Exercise brief: What is needed here is every line of the records that includes "PlayerSort".

Working data:
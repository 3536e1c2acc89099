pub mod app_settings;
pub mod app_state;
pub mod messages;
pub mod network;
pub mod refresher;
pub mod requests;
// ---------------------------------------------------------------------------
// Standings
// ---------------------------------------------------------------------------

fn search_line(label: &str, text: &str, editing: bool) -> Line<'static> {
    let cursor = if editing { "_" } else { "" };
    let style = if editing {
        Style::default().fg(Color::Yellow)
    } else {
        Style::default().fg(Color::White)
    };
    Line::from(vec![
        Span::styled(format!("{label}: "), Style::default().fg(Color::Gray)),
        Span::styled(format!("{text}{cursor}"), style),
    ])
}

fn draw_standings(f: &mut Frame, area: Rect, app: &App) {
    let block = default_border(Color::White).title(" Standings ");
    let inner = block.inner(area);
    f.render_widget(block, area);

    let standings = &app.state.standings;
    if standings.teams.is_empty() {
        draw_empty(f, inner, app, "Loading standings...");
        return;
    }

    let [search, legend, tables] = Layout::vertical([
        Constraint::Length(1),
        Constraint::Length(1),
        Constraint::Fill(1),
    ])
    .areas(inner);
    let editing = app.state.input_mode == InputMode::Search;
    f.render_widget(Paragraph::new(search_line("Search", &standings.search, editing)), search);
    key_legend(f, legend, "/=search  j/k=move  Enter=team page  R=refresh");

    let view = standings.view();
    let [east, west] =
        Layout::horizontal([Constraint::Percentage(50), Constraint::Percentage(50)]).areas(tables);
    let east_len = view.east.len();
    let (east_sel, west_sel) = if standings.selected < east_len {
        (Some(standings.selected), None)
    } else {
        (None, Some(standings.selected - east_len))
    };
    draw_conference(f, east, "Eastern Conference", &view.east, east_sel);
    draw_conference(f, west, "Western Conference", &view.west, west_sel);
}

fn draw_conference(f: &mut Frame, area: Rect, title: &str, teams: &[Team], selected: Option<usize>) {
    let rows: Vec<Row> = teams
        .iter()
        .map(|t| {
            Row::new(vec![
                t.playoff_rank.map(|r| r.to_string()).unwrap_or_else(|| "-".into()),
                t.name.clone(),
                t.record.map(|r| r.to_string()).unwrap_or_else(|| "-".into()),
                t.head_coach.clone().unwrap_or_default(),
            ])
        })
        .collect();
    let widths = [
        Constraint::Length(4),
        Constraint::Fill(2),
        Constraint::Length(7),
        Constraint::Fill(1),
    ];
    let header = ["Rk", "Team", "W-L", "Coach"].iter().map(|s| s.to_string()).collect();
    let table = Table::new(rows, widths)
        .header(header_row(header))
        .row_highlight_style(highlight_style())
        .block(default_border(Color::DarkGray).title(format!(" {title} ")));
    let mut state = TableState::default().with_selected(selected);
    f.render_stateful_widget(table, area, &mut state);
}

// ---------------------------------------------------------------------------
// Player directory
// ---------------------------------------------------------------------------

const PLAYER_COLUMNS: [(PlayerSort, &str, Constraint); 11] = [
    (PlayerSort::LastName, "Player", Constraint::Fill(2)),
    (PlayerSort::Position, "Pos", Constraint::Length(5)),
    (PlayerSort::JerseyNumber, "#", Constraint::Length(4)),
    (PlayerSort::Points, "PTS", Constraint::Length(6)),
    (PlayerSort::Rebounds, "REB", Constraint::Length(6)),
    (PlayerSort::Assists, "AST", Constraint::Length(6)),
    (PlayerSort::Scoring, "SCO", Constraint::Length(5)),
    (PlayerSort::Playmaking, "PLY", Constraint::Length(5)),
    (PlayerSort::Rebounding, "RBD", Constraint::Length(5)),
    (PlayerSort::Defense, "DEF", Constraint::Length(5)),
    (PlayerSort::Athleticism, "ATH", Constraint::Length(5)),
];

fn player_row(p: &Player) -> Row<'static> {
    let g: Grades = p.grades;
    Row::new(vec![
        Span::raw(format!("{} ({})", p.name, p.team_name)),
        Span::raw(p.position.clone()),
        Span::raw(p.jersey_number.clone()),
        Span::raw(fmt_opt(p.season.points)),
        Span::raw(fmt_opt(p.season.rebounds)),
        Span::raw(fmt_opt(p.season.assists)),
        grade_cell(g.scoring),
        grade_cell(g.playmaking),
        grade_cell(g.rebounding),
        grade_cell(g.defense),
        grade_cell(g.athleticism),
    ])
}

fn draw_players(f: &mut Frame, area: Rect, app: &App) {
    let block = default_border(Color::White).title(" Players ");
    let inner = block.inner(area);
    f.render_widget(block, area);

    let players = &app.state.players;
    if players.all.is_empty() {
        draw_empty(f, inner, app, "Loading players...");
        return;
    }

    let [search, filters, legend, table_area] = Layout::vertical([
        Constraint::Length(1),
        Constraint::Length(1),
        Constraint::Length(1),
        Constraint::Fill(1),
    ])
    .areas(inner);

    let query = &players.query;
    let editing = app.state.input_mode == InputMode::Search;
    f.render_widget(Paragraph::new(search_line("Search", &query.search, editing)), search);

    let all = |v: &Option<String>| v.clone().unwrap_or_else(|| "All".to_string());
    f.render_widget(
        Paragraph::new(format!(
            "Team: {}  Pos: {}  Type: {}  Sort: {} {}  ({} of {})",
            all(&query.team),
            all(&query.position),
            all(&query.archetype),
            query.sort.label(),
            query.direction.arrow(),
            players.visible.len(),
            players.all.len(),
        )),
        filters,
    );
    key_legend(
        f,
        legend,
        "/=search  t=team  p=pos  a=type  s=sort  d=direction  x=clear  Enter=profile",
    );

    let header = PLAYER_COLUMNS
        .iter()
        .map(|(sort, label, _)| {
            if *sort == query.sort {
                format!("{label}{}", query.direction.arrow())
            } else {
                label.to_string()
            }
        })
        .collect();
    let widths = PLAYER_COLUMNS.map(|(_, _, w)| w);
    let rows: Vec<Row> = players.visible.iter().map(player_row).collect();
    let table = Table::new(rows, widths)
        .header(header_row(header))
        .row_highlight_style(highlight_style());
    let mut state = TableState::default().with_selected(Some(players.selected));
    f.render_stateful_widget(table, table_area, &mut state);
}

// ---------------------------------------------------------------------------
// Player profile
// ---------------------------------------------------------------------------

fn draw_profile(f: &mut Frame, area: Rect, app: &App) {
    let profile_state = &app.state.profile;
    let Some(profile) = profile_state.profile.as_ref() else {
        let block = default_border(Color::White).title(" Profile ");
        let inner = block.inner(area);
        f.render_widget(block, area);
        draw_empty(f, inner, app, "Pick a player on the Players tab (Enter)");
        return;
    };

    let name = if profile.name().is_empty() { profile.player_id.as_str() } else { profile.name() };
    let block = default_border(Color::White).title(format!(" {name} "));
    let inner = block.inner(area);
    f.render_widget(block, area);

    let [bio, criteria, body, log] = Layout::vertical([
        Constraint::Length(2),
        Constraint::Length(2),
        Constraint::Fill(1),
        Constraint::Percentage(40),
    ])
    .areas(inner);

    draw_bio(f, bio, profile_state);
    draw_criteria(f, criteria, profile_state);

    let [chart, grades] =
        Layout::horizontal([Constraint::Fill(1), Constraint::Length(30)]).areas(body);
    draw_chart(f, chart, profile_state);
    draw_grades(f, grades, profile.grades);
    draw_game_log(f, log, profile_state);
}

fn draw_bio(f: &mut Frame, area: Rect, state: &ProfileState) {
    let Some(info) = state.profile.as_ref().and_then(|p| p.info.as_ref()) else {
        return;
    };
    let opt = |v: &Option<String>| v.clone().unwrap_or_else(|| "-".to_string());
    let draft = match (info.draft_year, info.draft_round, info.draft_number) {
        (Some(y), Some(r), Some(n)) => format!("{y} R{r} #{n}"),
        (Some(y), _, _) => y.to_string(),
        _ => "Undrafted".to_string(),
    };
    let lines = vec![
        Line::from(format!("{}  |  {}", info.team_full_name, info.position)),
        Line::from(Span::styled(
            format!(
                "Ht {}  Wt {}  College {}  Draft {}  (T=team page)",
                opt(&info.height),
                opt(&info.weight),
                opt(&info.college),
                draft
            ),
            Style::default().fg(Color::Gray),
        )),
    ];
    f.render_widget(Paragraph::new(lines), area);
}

Result of this task:
const PLAYER_COLUMNS: [(PlayerSort, &str, Constraint); 11] = [
    (PlayerSort::LastName, "Player", Constraint::Fill(2)),
    (PlayerSort::Position, "Pos", Constraint::Length(5)),
    (PlayerSort::JerseyNumber, "#", Constraint::Length(4)),
    (PlayerSort::Points, "PTS", Constraint::Length(6)),
    (PlayerSort::Rebounds, "REB", Constraint::Length(6)),
    (PlayerSort::Assists, "AST", Constraint::Length(6)),
    (PlayerSort::Scoring, "SCO", Constraint::Length(5)),
    (PlayerSort::Playmaking, "PLY", Constraint::Length(5)),
    (PlayerSort::Rebounding, "RBD", Constraint::Length(5)),
    (PlayerSort::Defense, "DEF", Constraint::Length(5)),
    (PlayerSort::Athleticism, "ATH", Constraint::Length(5)),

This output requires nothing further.